Manic Mom's Mental Myriads

Stop by and have a laugh from Manic Mom's Mental Myriads on Motherhood, and some other stuff too, but mostly motherhood, wifehood, thoughts on writing, etc. No politics will be discussed here or geography, and I will not be solving any mathematical equations. Just some BS on whatever I feel like blogging on...

Monday, August 22, 2005

Is This Bad?

Is it wrong for your almost eight-year-old to be yelling:

"Fudge!"

"What the fudge!?!?"

I thought I heard this from him as he is skateboarding outside and called him to the door.

I asked, "Ajers, what did you just say?"

Ajers: "Fudge."

Me: "Okay, I don't want to hear that anymore."

Think he'll start saying fuck now that he's not allowed to say fudge?

Shit.

17 Comments:

At 4:34 PM, Blogger Joel said...

Of course he shouldn't be saying fudge in that context. If he starts saying fuck, then tell him not to say that too. It's not like you have to give him a list of words he can't say or anything. It's just like any other parenting task where the boundaries have not yet been defined. When he crosses that undefined boundary, that's when you say, "hey, there's a boundary here, ok?" Then the boundary is defined, a new rule is set, and he can get on with skateboarding :)

 
At 5:17 PM, Blogger Manic Mom said...

You're right, Joel. Saying it in that context is just as bad as if he said the real EF word. That's why I got my ass off the freaking couch to yell at the little bastard. I knew he was wrong! LOL

 
At 5:44 PM, Blogger Joel said...

FREAKING COUCH! Sometimes I love being older than eight :)

 
At 10:00 PM, Blogger Bossy♥'s YOU said...

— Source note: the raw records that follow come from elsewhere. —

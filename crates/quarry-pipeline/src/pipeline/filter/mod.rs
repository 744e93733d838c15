//! Declarative filter engine
//!
//! A [`FilterSchema`] maps data-bag keys to rules. [`apply_filters`] walks the
//! schema in order and, for every key present in the data bag, turns the
//! input into builder conditions:
//!
//! ```text
//! rule ──► custom closure?        ──► closure mutates the builder
//!      ──► built-in tag (int>=)?  ──► coerce ──► where / or_where
//!      ──► operator symbol (like)? ─────────────► where / or_where
//!      ──► otherwise              ──► skipped (warn), or error when strict
//! ```
//!
//! Rules targeting several columns always combine as OR.
//!
//! # Example
//!
//! ```
//! use quarry_pipeline::pipeline::{apply_filters, AggregationBuilder, FilterOptions, FilterSchema};
//! use serde_json::json;
//!
//! let schema = FilterSchema::new().typed("age", "int>=").column("q", "like", "name");
//! let data = json!({ "age": "18", "q": "ann" });
//!
//! let mut query = AggregationBuilder::detached("users");
//! apply_filters(&mut query, &schema, data.as_object().unwrap(), &FilterOptions::default()).unwrap();
//! assert_eq!(query.to_pipeline()[0], json!({ "$match": { "age": { "$gte": 18 } } }));
//! ```

mod handlers;

pub use handlers::builtin_tags;

use std::fmt;
use std::sync::Arc;

use serde::{Deserialize, Serialize};
use serde_json::{Map, Value};

use super::builder::AggregationBuilder;
use super::condition::Condition;
use super::operator::Operator;
use super::{PipelineError, Result};

/// Custom rule: `(value, builder, data bag)`
pub type CustomFilter =
    Arc<dyn Fn(&Value, &mut AggregationBuilder, &Map<String, Value>) -> Result<()> + Send + Sync>;

/// Column(s) a rule applies to
#[derive(Debug, Clone, PartialEq, Eq)]
pub enum RuleTarget {
    /// The rule's own data-bag key
    Key,
    /// One explicit column
    Column(String),
    /// Several columns, ORed
    Columns(Vec<String>),
}

/// One schema entry
#[derive(Clone)]
pub enum FilterRule {
    /// Built-in handler tag or operator symbol
    Typed {
        /// Tag such as `int>=`, `datetime<` or `like`
        kind: String,
        /// Target column(s)
        target: RuleTarget,
    },
    /// Closure with full access to the builder
    Custom(CustomFilter),
}

impl fmt::Debug for FilterRule {
    fn fmt(&self, f: &mut fmt::Formatter<'_>) -> fmt::Result {
        match self {
            FilterRule::Typed { kind, target } => f
                .debug_struct("Typed")
                .field("kind", kind)
                .field("target", target)
                .finish(),
            FilterRule::Custom(_) => f.write_str("Custom(..)"),
        }
    }
}

impl FilterRule {
    /// Parse a JSON rule: `"tag"`, `["tag"]`, `["tag", "column"]` or
    /// `["tag", ["a", "b"]]`
    pub fn from_json(rule: &Value) -> Result<Self> {
        let invalid = || PipelineError::InvalidFilterRule(format!("unsupported rule shape {}", rule));

        let (kind, target) = match rule {
            Value::String(kind) => (kind.clone(), RuleTarget::Key),
            Value::Array(parts) => match parts.as_slice() {
                [Value::String(kind)] => (kind.clone(), RuleTarget::Key),
                [Value::String(kind), Value::String(column)] => {
                    (kind.clone(), RuleTarget::Column(column.clone()))
                }
                [Value::String(kind), Value::Array(columns)] => {
                    let columns = columns
                        .iter()
                        .map(|c| c.as_str().map(String::from).ok_or_else(invalid))
                        .collect::<Result<Vec<_>>>()?;
                    if columns.is_empty() {
                        return Err(invalid());
                    }
                    (kind.clone(), RuleTarget::Columns(columns))
                }
                _ => return Err(invalid()),
            },
            _ => return Err(invalid()),
        };

        if kind.is_empty() {
            return Err(invalid());
        }
        Ok(FilterRule::Typed { kind, target })
    }
}

/// Ordered key → rule table
#[derive(Debug, Clone, Default)]
pub struct FilterSchema {
    rules: Vec<(String, FilterRule)>,
}

impl FilterSchema {
    /// Empty schema
    pub fn new() -> Self {
        Self::default()
    }

    /// Add a rule
    pub fn rule(mut self, key: &str, rule: FilterRule) -> Self {
        self.rules.push((key.to_string(), rule));
        self
    }

    /// Rule whose column is its own key
    pub fn typed(self, key: &str, kind: &str) -> Self {
        self.rule(
            key,
            FilterRule::Typed {
                kind: kind.to_string(),
                target: RuleTarget::Key,
            },
        )
    }

    /// Rule targeting one explicit column
    pub fn column(self, key: &str, kind: &str, column: &str) -> Self {
        self.rule(
            key,
            FilterRule::Typed {
                kind: kind.to_string(),
                target: RuleTarget::Column(column.to_string()),
            },
        )
    }

    /// Rule ORed across several columns
    pub fn columns(self, key: &str, kind: &str, columns: &[&str]) -> Self {
        self.rule(
            key,
            FilterRule::Typed {
                kind: kind.to_string(),
                target: RuleTarget::Columns(columns.iter().map(|c| c.to_string()).collect()),
            },
        )
    }

    /// Custom closure rule
    pub fn custom<F>(self, key: &str, filter: F) -> Self
    where
        F: Fn(&Value, &mut AggregationBuilder, &Map<String, Value>) -> Result<()>
            + Send
            + Sync
            + 'static,
    {
        self.rule(key, FilterRule::Custom(Arc::new(filter)))
    }

    /// Parse a JSON object of key → rule, keeping key order
    pub fn from_json(schema: &Value) -> Result<Self> {
        let entries = schema.as_object().ok_or_else(|| {
            PipelineError::InvalidFilterRule(format!("schema must be an object, got {}", schema))
        })?;

        let rules = entries
            .iter()
            .map(|(key, rule)| FilterRule::from_json(rule).map(|rule| (key.clone(), rule)))
            .collect::<Result<Vec<_>>>()?;
        Ok(Self { rules })
    }

    /// Rules in application order
    pub fn iter(&self) -> impl Iterator<Item = (&str, &FilterRule)> {
        self.rules.iter().map(|(key, rule)| (key.as_str(), rule))
    }

    /// Number of rules
    pub fn len(&self) -> usize {
        self.rules.len()
    }

    /// Whether the schema has no rules
    pub fn is_empty(&self) -> bool {
        self.rules.is_empty()
    }
}

/// Filter engine options
#[derive(Debug, Clone, Default, PartialEq, Eq, Serialize, Deserialize)]
#[serde(default, rename_all = "camelCase")]
pub struct FilterOptions {
    /// chrono format string for date and date-time rules
    pub date_format: Option<String>,
    /// Reject rule tags that match neither a handler nor an operator
    pub strict: bool,
}

/// Apply every schema rule whose key is present in `data`.
///
/// Keys absent from `data` are skipped; a present `null` is still applied.
pub fn apply_filters(
    builder: &mut AggregationBuilder,
    schema: &FilterSchema,
    data: &Map<String, Value>,
    options: &FilterOptions,
) -> Result<()> {
    for (key, rule) in schema.iter() {
        let Some(value) = data.get(key) else {
            continue;
        };

        let (kind, target) = match rule {
            FilterRule::Custom(filter) => {
                filter(value, builder, data)?;
                continue;
            }
            FilterRule::Typed { kind, target } => (kind.as_str(), target),
        };

        let columns = match target {
            RuleTarget::Key => Columns::One(key),
            RuleTarget::Column(column) => Columns::One(column),
            RuleTarget::Columns(columns) => Columns::Many(columns),
        };

        if let Some(handler) = handlers::lookup(kind) {
            let operand = (handler.coerce)(key, value, options)?;
            apply(builder, columns, handler.operator, operand)?;
        } else if let Ok(operator) = Operator::from_symbol(kind) {
            apply(builder, columns, operator, value.clone())?;
        } else if options.strict {
            return Err(PipelineError::InvalidFilterRule(format!(
                "unknown rule type '{}' for '{}'",
                kind, key
            )));
        } else {
            tracing::warn!(key, kind, "skipping filter rule with unknown type");
        }
    }
    Ok(())
}

enum Columns<'a> {
    One(&'a str),
    Many(&'a [String]),
}

fn apply(
    builder: &mut AggregationBuilder,
    columns: Columns<'_>,
    operator: Operator,
    operand: Value,
) -> Result<()> {
    match columns {
        Columns::One(column) => {
            builder.where_operator(column, operator, operand)?;
        }
        Columns::Many(columns) => {
            let conditions: Vec<Condition> = columns
                .iter()
                .map(|column| Condition::Compare {
                    field: column.clone(),
                    operator: operator.symbol().to_string(),
                    value: operand.clone(),
                })
                .collect();
            builder.or_where(conditions)?;
        }
    }
    Ok(())
}

#[cfg(test)]
mod tests {
    use super::*;
    use serde_json::json;

    fn data(value: Value) -> Map<String, Value> {
        match value {
            Value::Object(map) => map,
            _ => panic!("expected object"),
        }
    }

    fn run(schema: &FilterSchema, bag: Value, options: &FilterOptions) -> Result<Vec<Value>> {
        let mut q = AggregationBuilder::detached("users");
        apply_filters(&mut q, schema, &data(bag), options)?;
        Ok(q.to_pipeline())
    }

    #[test]
    fn test_int_rule_coerces() {
        let schema = FilterSchema::from_json(&json!({ "age": "int>=" })).unwrap();
        let pipeline = run(&schema, json!({ "age": "18" }), &FilterOptions::default()).unwrap();
        assert_eq!(pipeline, vec![json!({ "$match": { "age": { "$gte": 18 } } })]);
    }

    #[test]
    fn test_multi_column_is_or() {
        let schema = FilterSchema::from_json(&json!({ "age": ["int", ["minAge", "maxAge"]] })).unwrap();
        let pipeline = run(&schema, json!({ "age": 5 }), &FilterOptions::default()).unwrap();
        assert_eq!(
            pipeline,
            vec![json!({ "$match": { "$or": [{ "minAge": 5 }, { "maxAge": 5 }] } })]
        );
    }

    #[test]
    fn test_absent_keys_are_skipped() {
        let schema = FilterSchema::new().typed("age", "int").typed("active", "bool");
        let pipeline = run(&schema, json!({ "active": null }), &FilterOptions::default()).unwrap();
        assert_eq!(pipeline, vec![json!({ "$match": { "active": false } })]);
    }

    #[test]
    fn test_operator_symbol_rule() {
        let schema = FilterSchema::new().column("q", "startsWith", "name");
        let pipeline = run(&schema, json!({ "q": "Al" }), &FilterOptions::default()).unwrap();
        assert_eq!(
            pipeline,
            vec![json!({ "$match": { "name": { "$regex": "^Al", "$options": "i" } } })]
        );
    }

    #[test]
    fn test_unknown_type_permissive_and_strict() {
        let schema = FilterSchema::new().typed("age", "integer");
        let bag = json!({ "age": "3" });

        assert!(run(&schema, bag.clone(), &FilterOptions::default())
            .unwrap()
            .is_empty());

        let strict = FilterOptions {
            strict: true,
            ..FilterOptions::default()
        };
        assert!(matches!(
            run(&schema, bag, &strict),
            Err(PipelineError::InvalidFilterRule(_))
        ));
    }

    #[test]
    fn test_custom_rule_sees_whole_bag() {
        let schema = FilterSchema::new().custom("range", |value, builder, bag| {
            let unit = bag.get("unit").and_then(Value::as_str).unwrap_or("m");
            builder.where_op("distance", "<=", value.clone())?;
            builder.where_eq("unit", unit);
            Ok(())
        });
        let pipeline = run(&schema, json!({ "range": 10, "unit": "km" }), &FilterOptions::default())
            .unwrap();
        assert_eq!(pipeline.len(), 2);
        assert_eq!(pipeline[1], json!({ "$match": { "unit": "km" } }));
    }

    #[test]
    fn test_date_rule_uses_format() {
        let schema = FilterSchema::new().columns("since", "date>=", &["created", "updated"]);
        let options = FilterOptions {
            date_format: Some("%d.%m.%Y".into()),
            strict: false,
        };
        let pipeline = run(&schema, json!({ "since": "01.02.2024" }), &options).unwrap();
        let expected = json!({ "$gte": { "$date": "2024-02-01T00:00:00.000Z" } });
        assert_eq!(
            pipeline,
            vec![json!({ "$match": { "$or": [{ "created": expected }, { "updated": expected }] } })]
        );

        let err = run(&schema, json!({ "since": "2024-02-01" }), &options).unwrap_err();
        assert!(matches!(err, PipelineError::InvalidDate { .. }));
    }

    #[test]
    fn test_schema_shapes() {
        let schema = FilterSchema::from_json(&json!({
            "a": "int",
            "b": ["float"],
            "c": ["like", "name"],
            "d": ["bool", ["x", "y"]]
        }))
        .unwrap();
        let targets: Vec<_> = schema
            .iter()
            .map(|(key, rule)| match rule {
                FilterRule::Typed { target, .. } => (key.to_string(), target.clone()),
                FilterRule::Custom(_) => unreachable!(),
            })
            .collect();
        assert_eq!(
            targets,
            vec![
                ("a".to_string(), RuleTarget::Key),
                ("b".to_string(), RuleTarget::Key),
                ("c".to_string(), RuleTarget::Column("name".into())),
                ("d".to_string(), RuleTarget::Columns(vec!["x".into(), "y".into()])),
            ]
        );

        assert!(FilterSchema::from_json(&json!({ "a": 3 })).is_err());
        assert!(FilterSchema::from_json(&json!({ "a": ["int", "x", "y"] })).is_err());
        assert!(FilterSchema::from_json(&json!({ "a": ["int", []] })).is_err());
        assert!(FilterSchema::from_json(&json!(["int"])).is_err());
    }
}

funny..my 8 and a half year old says.."holy crud"...two steps away from holy shit if you ask me..lol

 
At 10:28 PM, Blogger The Dummy said...

Tell him every time he speaks in that context he'll have to wear that too-too to school.

 
At 11:08 PM, Blogger Manic Mom said...

DD--wrong kid. this one didn't wear the tu-tu. The one who did wear the tu-tu actually DID say fuck today. i'm so screwed.

 
At 12:01 AM, Blogger Manic Mom said...

This comment has been removed by a blog administrator.

 
At 12:47 AM, Blogger Mad Munkey said...

When my niece was three, her favorite phrase learned from her father was, "Oh, Shit!" Uttered as only a 3 yr old could do. LMAO

 
At 12:57 AM, Blogger naughtymom said...

Yeah and my 2 year old was at the park and a kid was throwing sand at her and she looked at us and said, "What the Hell!!" I was laughing so hard I had to compose myself before telling her we don't use those words. Man I've gotta watch my mouth...;)

 
At 1:10 AM, Blogger Manic Mom said...

Cracking up over here wtih these stories of foul-mouthed little mother effers! Makes me feel like my kids are right on track. My poor daughter still keeps saying, "I don't even know what the EF word is except it rhymes with Duck!" Yes, she is blonde, and yes, my three-year-old continues to enlighten Diva when she says all she knows is it rhymes with Duck.

 
At 2:12 AM, Blogger k said...

People, People... it's ONLY A WORD. Or several of them all strung together to form a highly colorful and inventive phrase. Rather than correcting this highly creative behavior, you should be rewarding the little bastids for their independent application and use of the word in proper context. Afterall... proper diction, expanded vocabulary and creative application of various words is a highly desired social skill in some circles. It's the creativity of the new generation, don't you know?! This is our future, get them started right dammit!

 
At 7:07 AM, Blogger Lara said...

Hey, I happen to think the 'F' word is educational!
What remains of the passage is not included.